For Howard Kavaler, whose wife was killed in the embassy blast in Nairobi, Kenya, it will be bittersweet to sit again in a Manhattan courtroom, just blocks from the site of the World Trade Center, to hear the judge hand down the sentences.
On one level, the trial and sentencing are a "shining moment" for America, because the men, whom he calls "pariahs," had a fair trial with competent counsel. But they are also a pointed reminder of the urgent threat he felt in the wake of those attacks - and of his frustrations that other Americans did not take what happened in Africa more seriously.
"I find it distressing that it takes the World Trade Center and Pentagon catastrophes to get the body politic galvanized to do anything," he says. "The threat was out there all along."
The six-month-long trial, which ended in May with the men's convictions, is the result of the largest international criminal investigation at the time for the US. During the trial, prosecutors painstakingly "connected the dots," revealing the depth, complexity, and international reach of Al Qaeda long before Sept. 11.
Former CIA Director John Deutch admitted that the inability of the intelligence community to detect and prevent the subsequent Al Qaeda attacks was "one of the great failures of all time." But he also noted that by the very nature of intelligence work, there are many successes that the public will never know about.
"You have to look forward here. It doesn't help to spend time, on the occasion of such risk to all of us, assigning blame as much it is to say, 'How do we equip ourselves to do better in the future?' " says Mr. Deutch.
Still, that's a question Mr. Kavaler and other family members believe should have been asked long ago, particularly in light of the evidence brought out in the courtroom.
This was the first terrorist trial in the US that went beyond the men sitting there to outline bin Laden's terror network, how it worked, and what its fundamental, stated goal was: to kill Americans.
A main piece of evidence in the trial was a 108-page terror manual that, in retrospect, reads like a "how to" guidebook for the embassy bombings and the Sept. 11 attacks.
For the Al Qaeda operative who lives in the West, it recommends lying low, avoiding chatty conversations, and shaving one's beard. It gives explicit instructions on how to assassinate adversaries, build bombs, torture prisoners, and escape undetected after an operation.
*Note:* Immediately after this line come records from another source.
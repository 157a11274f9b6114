use alloc::format;
use alloc::vec::Vec;

use crate::Reflect;
use crate::impls::{GenericTypeInfoCell, GenericTypePathCell, concat};
use crate::info::{ArrayInfo, ListInfo, ReflectKind, TypeInfo, TypePath, Typed};
use crate::ops::{Array, List, ReflectMut, ReflectRef};

// -----------------------------------------------------------------------------
// Vec

impl<T: TypePath> TypePath for Vec<T> {
    fn type_path() -> &'static str {
        static CELL: GenericTypePathCell = GenericTypePathCell::new();
        CELL.get_or_insert::<Self>(|| concat(&["alloc::vec::Vec<", T::type_path(), ">"]))
    }

    fn type_name() -> &'static str {
        static CELL: GenericTypePathCell = GenericTypePathCell::new();
        CELL.get_or_insert::<Self>(|| concat(&["Vec<", T::type_name(), ">"]))
    }
}

impl<T: Typed> Typed for Vec<T> {
    fn type_info() -> &'static TypeInfo {
        static CELL: GenericTypeInfoCell = GenericTypeInfoCell::new();
        CELL.get_or_insert::<Self>(|| TypeInfo::List(ListInfo::new::<Self, T>()))
    }

    #[inline]
    fn default_value() -> Option<Self> {
        Some(Vec::new())
    }
}

impl<T: Reflect + Typed> Reflect for Vec<T> {
    #[inline]
    fn reflect_kind(&self) -> ReflectKind {
        ReflectKind::List
    }

    #[inline]
    fn reflect_ref(&self) -> ReflectRef<'_> {
        ReflectRef::List(self)
    }

    #[inline]
    fn reflect_mut(&mut self) -> ReflectMut<'_> {
        ReflectMut::List(self)
    }
}

impl<T: Reflect + Typed> List for Vec<T> {
    #[inline]
    fn get(&self, index: usize) -> Option<&dyn Reflect> {
        <[T]>::get(self, index).map(|item| item as &dyn Reflect)
    }

    #[inline]
    fn get_mut(&mut self, index: usize) -> Option<&mut dyn Reflect> {
        <[T]>::get_mut(self, index).map(|item| item as &mut dyn Reflect)
    }

    #[inline]
    fn len(&self) -> usize {
        Vec::len(self)
    }

    fn reset(&mut self, len: usize) -> bool {
        let Some(items) = (0..len).map(|_| T::default_value()).collect::<Option<Vec<T>>>() else {
            return false;
        };
        *self = items;
        true
    }
}

// -----------------------------------------------------------------------------
// Array

impl<T: TypePath, const N: usize> TypePath for [T; N] {
    fn type_path() -> &'static str {
        static CELL: GenericTypePathCell = GenericTypePathCell::new();
        CELL.get_or_insert::<Self>(|| format!("[{}; {N}]", T::type_path()))
    }

    fn type_name() -> &'static str {
        static CELL: GenericTypePathCell = GenericTypePathCell::new();
        CELL.get_or_insert::<Self>(|| format!("[{}; {N}]", T::type_name()))
    }
}

impl<T: Typed, const N: usize> Typed for [T; N] {
    fn type_info() -> &'static TypeInfo {
        static CELL: GenericTypeInfoCell = GenericTypeInfoCell::new();
        CELL.get_or_insert::<Self>(|| TypeInfo::Array(ArrayInfo::new::<Self, T>(N)))
    }

    fn default_value() -> Option<Self> {
        let items = (0..N).map(|_| T::default_value()).collect::<Option<Vec<T>>>()?;
        items.try_into().ok()
    }
}

impl<T: Reflect + Typed, const N: usize> Reflect for [T; N] {
    #[inline]
    fn reflect_kind(&self) -> ReflectKind {
        ReflectKind::Array
    }

    #[inline]
    fn reflect_ref(&self) -> ReflectRef<'_> {
        ReflectRef::Array(self)
    }

    #[inline]
    fn reflect_mut(&mut self) -> ReflectMut<'_> {
        ReflectMut::Array(self)
    }
}

impl<T: Reflect + Typed, const N: usize> Array for [T; N] {
    #[inline]
    fn get(&self, index: usize) -> Option<&dyn Reflect> {
        <[T]>::get(self, index).map(|item| item as &dyn Reflect)
    }

    #[inline]
    fn get_mut(&mut self, index: usize) -> Option<&mut dyn Reflect> {
        <[T]>::get_mut(self, index).map(|item| item as &mut dyn Reflect)
    }

    #[inline]
    fn len(&self) -> usize {
        N
    }

    fn reset_from(&mut self, start: usize) {
        for item in self.iter_mut().skip(start) {
            let Some(value) = T::default_value() else {
                return;
            };
            *item = value;
        }
    }
}

#[cfg(test)]
mod tests {
    use alloc::format;
    use alloc::string::String;
    use alloc::vec;
    use alloc::vec::Vec;

    use crate::Reflect;
    use crate::impls::native::impl_reflect_opaque;
    use crate::info::{TypePath, Typed};
    use crate::ops::{Array, List};

    #[derive(Clone, Debug, PartialEq)]
    struct Text(String);

    impl_reflect_opaque! {
        Text => "sequences::Text" as "Text" (None),
    }

    #[test]
    fn list_reset_and_write() {
        let mut list = vec![String::from("old")];
        assert!(List::reset(&mut list, 2));
        assert_eq!(list, ["", ""]);
        List::get_mut(&mut list, 1)
            .unwrap()
            .try_apply(&String::from("b"))
            .unwrap();
        assert_eq!(list[1], "b");
        assert!(List::get(&list, 2).is_none());
    }

    #[test]
    fn items_without_default() {
        let mut list = vec![Text(String::from("kept"))];
        assert_eq!(List::len(&list), 1);
        assert!(List::get(&list, 0).unwrap().is::<Text>());
        assert!(!List::reset(&mut list, 3));
        assert!(List::reset(&mut list, 0));
        assert!(list.is_empty());

        let mut array = [Text(String::from("a")), Text(String::from("b"))];
        Array::reset_from(&mut array, 1);
        assert_eq!(array[1], Text(String::from("b")));
        assert_eq!(<[Text; 2]>::default_value(), None);
        assert_eq!(<[u8; 3]>::default_value(), Some([0; 3]));
    }

    #[test]
    fn array_reset_tail() {
        let mut array = [1_u8, 2, 3, 4];
        Array::reset_from(&mut array, 2);
        assert_eq!(array, [1, 2, 0, 0]);
        assert_eq!(Array::len(&array), 4);
    }

    #[test]
    fn paths_and_info() {
        assert_eq!(<Vec<u8>>::type_path(), "alloc::vec::Vec<u8>");
        assert_eq!(<[Vec<bool>; 3]>::type_name(), "[Vec<bool>; 3]");
        let info = <[u16; 5]>::type_info().as_array().unwrap();
        assert_eq!(info.capacity(), 5);
        assert!(info.item_ty().is::<u16>());
        assert!(<Vec<u16>>::type_info().as_list().unwrap().item_ty().is::<u16>());
        assert_eq!(format!("{:?}", &vec![1_u8, 2] as &dyn Reflect), "[1, 2]");
        assert_eq!(format!("{:?}", &Vec::<u8>::new() as &dyn Reflect), "[]");
    }
}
"All documents of the undercover brother, such as identity cards and passport, should be falsified," it recommends in one of the early lessons.
Intelligence experts warn that information often looks much clearer in hindsight. Bruce Hoffman, a terrorism expert at the Rand Corp. in Washington, says the intelligence community took bin Laden very seriously for years. The CIA had set up a special task force to focus on him in the mid-1990s.
"People knew he was going to strike. In retrospect, you can put the pieces together much more effectively, but we didn't know where or how," says Mr. Hoffman. "What we're seeing is the power of terrorism and why it's such an attractive weapon to our adversaries. They know that we can't defend every possible target everywhere all the time."
Even in hindsight, sorting out the knowledge of the terrorists' operations and the government's reaction is difficult. Hoffman points out that prior to the embassy attacks, American interests in Africa had not been targets of international terrorists, so the attacks came as quite a surprise.
But family members such as Edith Bartley, who lost her father - the consul general at the Embassy - and brother in the Nairobi attacks, doesn't buy that argument. Before the Aug. 7 blasts, the government knew a bin Laden terrorist cell was operating in Kenya. It was also fully aware that the Embassy there did not pass the minimum security standards required by law.
"Our government was clearly negligent," says Ms. Bartley.
The family members of the Americans killed have filed a multimillion-dollar liability suit against the State Department, contending that it didn't take the known threats seriously enough. Because they were never compensated, a move was made to include them in the compensation package for the Sept. 11 victims, but it failed.
"We just want the government to acknowledge those lives that were lost," says Bartley. "Before Sept. 11, terrorism and the loss of life abroad was given very little attention. It's been very difficult to grieve and have closure as a result."